There’s the note. That indicates that it didn’t happen. The thing is that would have been a gamble. My neighbour had absolutely nothing to gain from telling me that they were confused and that they didn’t know me and that they have nothing against me, and they didn’t even know my notes were for them. So from that perspective it looks good for me and my new life in Brighton. From the perspective of them being a liar…I can’t get my head around why they would bother. After all of the shouting and screaming at me through the ceiling, why would they do that? Why would they even say “Here are your notes back?” Why do that? The note is and was extremely confusing.

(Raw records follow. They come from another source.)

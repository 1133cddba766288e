//! Lookup of French businesses in the national SIRENE registry.
//!
//! The registry uses OAuth2 client credentials. Access tokens are cached in
//! a [`TokenCache`]; the lock is held across a refresh so that concurrent
//! searches share one token request.

use std::future::Future;
use std::time::{Duration, Instant};

use axum::http::StatusCode;
use reqwest::header::{ACCEPT, CONTENT_TYPE};
use secrecy::{ExposeSecret, SecretString};
use serde::{Deserialize, Serialize};
use tokio::sync::Mutex;
use url::Url;

pub const DEFAULT_TOKEN_URL: &str = "https://api.insee.fr/token";
pub const DEFAULT_API_URL: &str = "https://api.insee.fr/entreprises/sirene/V3";
pub const DEFAULT_LIMIT: u32 = 10;
pub const MAX_LIMIT: u32 = 20;

const REFRESH_MARGIN: Duration = Duration::from_secs(30);
const MIN_TOKEN_LIFETIME_SECS: u64 = 60;
const REQUEST_TIMEOUT: Duration = Duration::from_secs(10);

#[derive(Debug, thiserror::Error)]
pub enum RegistryError {
    #[error("Business registry is not configured: set INSEE_CLIENT_ID and INSEE_CLIENT_SECRET")]
    NotConfigured,

    #[error("Provide siret, q, or name with postalCode/city")]
    EmptyQuery,

    #[error("A SIRET is 14 digits")]
    InvalidSiret,

    #[error("Registry answered {status}: {body}")]
    Upstream { status: u16, body: String },

    #[error("Registry request failed: {0}")]
    Http(#[from] reqwest::Error),
}

impl RegistryError {
    pub fn status_code(&self) -> StatusCode {
        match self {
            RegistryError::NotConfigured => StatusCode::SERVICE_UNAVAILABLE,
            RegistryError::EmptyQuery | RegistryError::InvalidSiret => StatusCode::BAD_REQUEST,
            RegistryError::Upstream { .. } | RegistryError::Http(_) => StatusCode::BAD_GATEWAY,
        }
    }
}

#[derive(Debug, Clone)]
pub struct Credentials {
    pub client_id: String,
    pub client_secret: SecretString,
}

#[derive(Debug, Clone)]
pub struct RegistryConfig {
    pub credentials: Option<Credentials>,
    pub token_url: String,
    pub api_url: String,
}

impl RegistryConfig {
    /// Missing credentials are not an error here: searches answer 503.
    pub fn from_env() -> Self {
        let non_empty = |name: &str| {
            std::env::var(name)
                .ok()
                .map(|v| v.trim().to_string())
                .filter(|v| !v.is_empty())
        };

        let credentials = match (non_empty("INSEE_CLIENT_ID"), non_empty("INSEE_CLIENT_SECRET")) {
            (Some(client_id), Some(secret)) => Some(Credentials {
                client_id,
                client_secret: SecretString::from(secret),
            }),
            _ => None,
        };

        Self {
            credentials,
            token_url: non_empty("INSEE_TOKEN_URL").unwrap_or_else(|| DEFAULT_TOKEN_URL.into()),
            api_url: non_empty("INSEE_API_URL").unwrap_or_else(|| DEFAULT_API_URL.into()),
        }
    }
}

#[derive(Debug, Deserialize)]
pub struct IssuedToken {
    pub access_token: String,
    #[serde(default)]
    pub expires_in: u64,
}

struct CachedToken {
    token: String,
    expires_at: Instant,
}

#[derive(Default)]
pub struct TokenCache {
    slot: Mutex<Option<CachedToken>>,
}

impl TokenCache {
    pub async fn get_or_refresh<F, Fut>(&self, fetch: F) -> Result<String, RegistryError>
    where
        F: FnOnce() -> Fut,
        Fut: Future<Output = Result<IssuedToken, RegistryError>>,
    {
        self.get_or_refresh_at(Instant::now(), fetch).await
    }

    async fn get_or_refresh_at<F, Fut>(&self, now: Instant, fetch: F) -> Result<String, RegistryError>
    where
        F: FnOnce() -> Fut,
        Fut: Future<Output = Result<IssuedToken, RegistryError>>,
    {
        let mut slot = self.slot.lock().await;
        if let Some(cached) = slot.as_ref()
            && cached.expires_at > now + REFRESH_MARGIN
        {
            return Ok(cached.token.clone());
        }

        let issued = fetch().await?;
        let lifetime = Duration::from_secs(issued.expires_in.max(MIN_TOKEN_LIFETIME_SECS));
        *slot = Some(CachedToken {
            token: issued.access_token.clone(),
            expires_at: now + lifetime,
        });
        tracing::debug!(lifetime_secs = lifetime.as_secs(), "Registry token refreshed");
        Ok(issued.access_token)
    }
}

#[derive(Debug, Clone, Default, Deserialize)]
pub struct SearchParams {
    pub siret: Option<String>,
    pub q: Option<String>,
    pub name: Option<String>,
    #[serde(alias = "postalCode")]
    pub postal_code: Option<String>,
    pub city: Option<String>,
    pub limit: Option<u32>,
}

impl SearchParams {
    pub fn limit(&self) -> u32 {
        self.limit.unwrap_or(DEFAULT_LIMIT).clamp(1, MAX_LIMIT)
    }
}

fn trimmed(value: &Option<String>) -> Option<&str> {
    value.as_deref().map(str::trim).filter(|v| !v.is_empty())
}

fn escape(value: &str) -> String {
    value.replace('"', "\\\"")
}

/// Registry query syntax for the given filters. A raw `q` wins over the
/// structured fields; `None` when nothing was given.
pub fn build_query(params: &SearchParams) -> Option<String> {
    if let Some(q) = trimmed(&params.q) {
        return Some(q.to_string());
    }

    let mut parts = Vec::new();
    if let Some(name) = trimmed(&params.name) {
        let name = escape(name);
        parts.push(format!(
            "(denominationUniteLegale:\"{name}\" OR denominationUsuelleEtablissement:\"{name}\" OR enseigne1Etablissement:\"{name}\")"
        ));
    }
    if let Some(postal_code) = trimmed(&params.postal_code) {
        parts.push(format!("codePostalEtablissement:{postal_code}"));
    }
    if let Some(city) = trimmed(&params.city) {
        parts.push(format!("libelleCommuneEtablissement:\"{}\"", escape(city)));
    }

    (!parts.is_empty()).then(|| parts.join(" AND "))
}

/// Intra-community VAT number derived from a nine-digit SIREN.
pub fn vat_number(siren: &str) -> Option<String> {
    let siren: String = siren.chars().filter(|c| !c.is_whitespace()).collect();
    if siren.len() != 9 || !siren.chars().all(|c| c.is_ascii_digit()) {
        return None;
    }
    let n: u64 = siren.parse().ok()?;
    let key = (12 + 3 * (n % 97)) % 97;
    Some(format!("FR{key:02}{siren}"))
}

#[derive(Debug, Default, Deserialize)]
#[serde(rename_all = "camelCase", default)]
struct UniteLegale {
    siren: Option<String>,
    denomination_unite_legale: Option<String>,
    denomination_usuelle1_unite_legale: Option<String>,
    nom_unite_legale: Option<String>,
}

#[derive(Debug, Default, Deserialize)]
#[serde(rename_all = "camelCase", default)]
struct Adresse {
    numero_voie_etablissement: Option<String>,
    indice_repetition_etablissement: Option<String>,
    type_voie_etablissement: Option<String>,
    libelle_voie_etablissement: Option<String>,
    code_postal_etablissement: Option<String>,
    libelle_commune_etablissement: Option<String>,
}

#[derive(Debug, Default, Deserialize)]
#[serde(rename_all = "camelCase", default)]
struct Etablissement {
    siret: Option<String>,
    unite_legale: UniteLegale,
    adresse_etablissement: Adresse,
    denomination_usuelle_etablissement: Option<String>,
    enseigne1_etablissement: Option<String>,
    etat_administratif_etablissement: Option<String>,
}

#[derive(Debug, Default, Deserialize)]
#[serde(default)]
struct SearchResponse {
    etablissements: Vec<Etablissement>,
}

#[derive(Debug, Default, Deserialize)]
#[serde(default)]
struct LookupResponse {
    etablissement: Option<Etablissement>,
}

#[derive(Debug, Clone, PartialEq, Serialize)]
#[serde(rename_all = "camelCase")]
pub struct BusinessRecord {
    pub siret: Option<String>,
    pub siren: Option<String>,
    pub legal_name: Option<String>,
    pub address: Option<String>,
    pub postal_code: Option<String>,
    pub city: Option<String>,
    pub vat_number: Option<String>,
    pub active: Option<String>,
}

impl From<Etablissement> for BusinessRecord {
    fn from(et: Etablissement) -> Self {
        let siren = et
            .unite_legale
            .siren
            .clone()
            .or_else(|| et.siret.as_ref().and_then(|s| s.get(..9)).map(str::to_string));

        let unite = et.unite_legale;
        let legal_name = unite
            .denomination_unite_legale
            .or(unite.denomination_usuelle1_unite_legale)
            .or(unite.nom_unite_legale)
            .or(et.denomination_usuelle_etablissement)
            .or(et.enseigne1_etablissement);

        let addr = et.adresse_etablissement;
        let street = [
            addr.numero_voie_etablissement,
            addr.indice_repetition_etablissement,
            addr.type_voie_etablissement,
            addr.libelle_voie_etablissement,
        ]
        .into_iter()
        .flatten()
        .filter(|part| !part.trim().is_empty())
        .collect::<Vec<_>>()
        .join(" ");

        BusinessRecord {
            vat_number: siren.as_deref().and_then(vat_number),
            siret: et.siret,
            siren,
            legal_name,
            address: (!street.is_empty()).then_some(street),
            postal_code: addr.code_postal_etablissement,
            city: addr.libelle_commune_etablissement,
            active: et.etat_administratif_etablissement,
        }
    }
}

#[derive(Debug, Clone, PartialEq, Serialize)]
pub struct SearchResults {
    #[serde(skip_serializing_if = "Option::is_none")]
    pub query: Option<String>,
    pub results: Vec<BusinessRecord>,
}

pub struct RegistryClient {
    http: reqwest::Client,
    config: RegistryConfig,
    tokens: TokenCache,
}

impl RegistryClient {
    pub fn new(config: RegistryConfig) -> Result<Self, RegistryError> {
        let http = reqwest::Client::builder()
            .timeout(REQUEST_TIMEOUT)
            .build()?;
        Ok(Self {
            http,
            config,
            tokens: TokenCache::default(),
        })
    }

    pub fn is_configured(&self) -> bool {
        self.config.credentials.is_some()
    }

    async fn access_token(&self) -> Result<String, RegistryError> {
        let credentials = self
            .config
            .credentials
            .as_ref()
            .ok_or(RegistryError::NotConfigured)?;

        let http = &self.http;
        let token_url = self.config.token_url.as_str();
        self.tokens
            .get_or_refresh(move || async move {
                let response = http
                    .post(token_url)
                    .basic_auth(
                        &credentials.client_id,
                        Some(credentials.client_secret.expose_secret()),
                    )
                    .header(CONTENT_TYPE, "application/x-www-form-urlencoded")
                    .header(ACCEPT, "application/json")
                    .body("grant_type=client_credentials")
                    .send()
                    .await?;
                let issued: IssuedToken = ensure_success(response).await?.json().await?;
                Ok::<_, RegistryError>(issued)
            })
            .await
    }

    pub async fn search(&self, params: &SearchParams) -> Result<SearchResults, RegistryError> {
        if !self.is_configured() {
            return Err(RegistryError::NotConfigured);
        }

        if let Some(siret) = trimmed(&params.siret) {
            if siret.len() != 14 || !siret.chars().all(|c| c.is_ascii_digit()) {
                return Err(RegistryError::InvalidSiret);
            }
            let token = self.access_token().await?;
            let response = self
                .http
                .get(format!("{}/siret/{siret}", self.config.api_url))
                .bearer_auth(token)
                .header(ACCEPT, "application/json")
                .send()
                .await?;
            let body: LookupResponse = ensure_success(response).await?.json().await?;
            return Ok(SearchResults {
                query: None,
                results: body.etablissement.map(BusinessRecord::from).into_iter().collect(),
            });
        }

        let query = build_query(params).ok_or(RegistryError::EmptyQuery)?;
        let mut url = Url::parse(&format!("{}/siret", self.config.api_url)).map_err(|e| {
            RegistryError::Upstream {
                status: 0,
                body: format!("invalid registry URL: {e}"),
            }
        })?;
        url.query_pairs_mut()
            .append_pair("q", &query)
            .append_pair("nombre", &params.limit().to_string());

        let token = self.access_token().await?;
        let response = self
            .http
            .get(url)
            .bearer_auth(token)
            .header(ACCEPT, "application/json")
            .send()
            .await?;
        let body: SearchResponse = ensure_success(response).await?.json().await?;

        tracing::debug!(%query, results = body.etablissements.len(), "Registry search done");

        Ok(SearchResults {
            query: Some(query),
            results: body.etablissements.into_iter().map(BusinessRecord::from).collect(),
        })
    }
}

async fn ensure_success(response: reqwest::Response) -> Result<reqwest::Response, RegistryError> {
    let status = response.status();
    if status.is_success() {
        return Ok(response);
    }
    let body = response.text().await.unwrap_or_default();
    Err(RegistryError::Upstream {
        status: status.as_u16(),
        body: body.chars().take(500).collect(),
    })
}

On reading the above, I realise I’m trying to convince myself it wasn’t real. Because I would be happy to know that. I could convince myself it wasn’t real, but then moving back is still a risk and could wreck the idea. Still, whilst I’m there, I’d built up the guts to go outside and post those notes to them. I have to admit, on going outside, I couldn’t hear anything. The shouting stopped. At this point I could become dramatic and start crying and say “What’s wrong with meeeeheeheee!?”, and indeed I did get upset when I realised that the Bournemouth episode was in my head and even feared some kind of schizophrenia. But actually, I think I’m just extremely sensitive in every sense of the word, and extremely empathic so I form links mentally with people, even if they are one sided. I think I have the mental susceptibility to fall into a fog of noise as I become overly stimulated with sound and to then turn those noises into insults as the anxiety dives deeper. That doesn’t explain the banging on the ceiling. But I shouted out a few times, and also in sending those notes, maybe that caused a reaction. I just don’t know. All I do know is that I’m a nice guy. You know if you know. I feel like I’m growing as a person and learning to be myself, not feeling guilty when I swear, heh, and trying to make a mental space for me rather than the usual feeling of being nobody but having a view into the world I’m not part of. If I go into the city, will I be safe?
If I am to fully embrace the idea that it didn’t happen, then I must go forth and try to enjoy the place. Because otherwise I’m living without fully believing myself. I have to believe myself.
I may not get there in the end; the prices have gone up and I’d really rather have somewhere a bit more detached than any of the flats I could afford. I mean where would one put one’s drum kit? And for God’s sake the sound proofing was so bad in both flats that I don’t know how anybody actually lives.
Funny. I start off deeply upset and then talk myself into the idea that it didn’t happen. That note was convincing though. I can’t go on like this.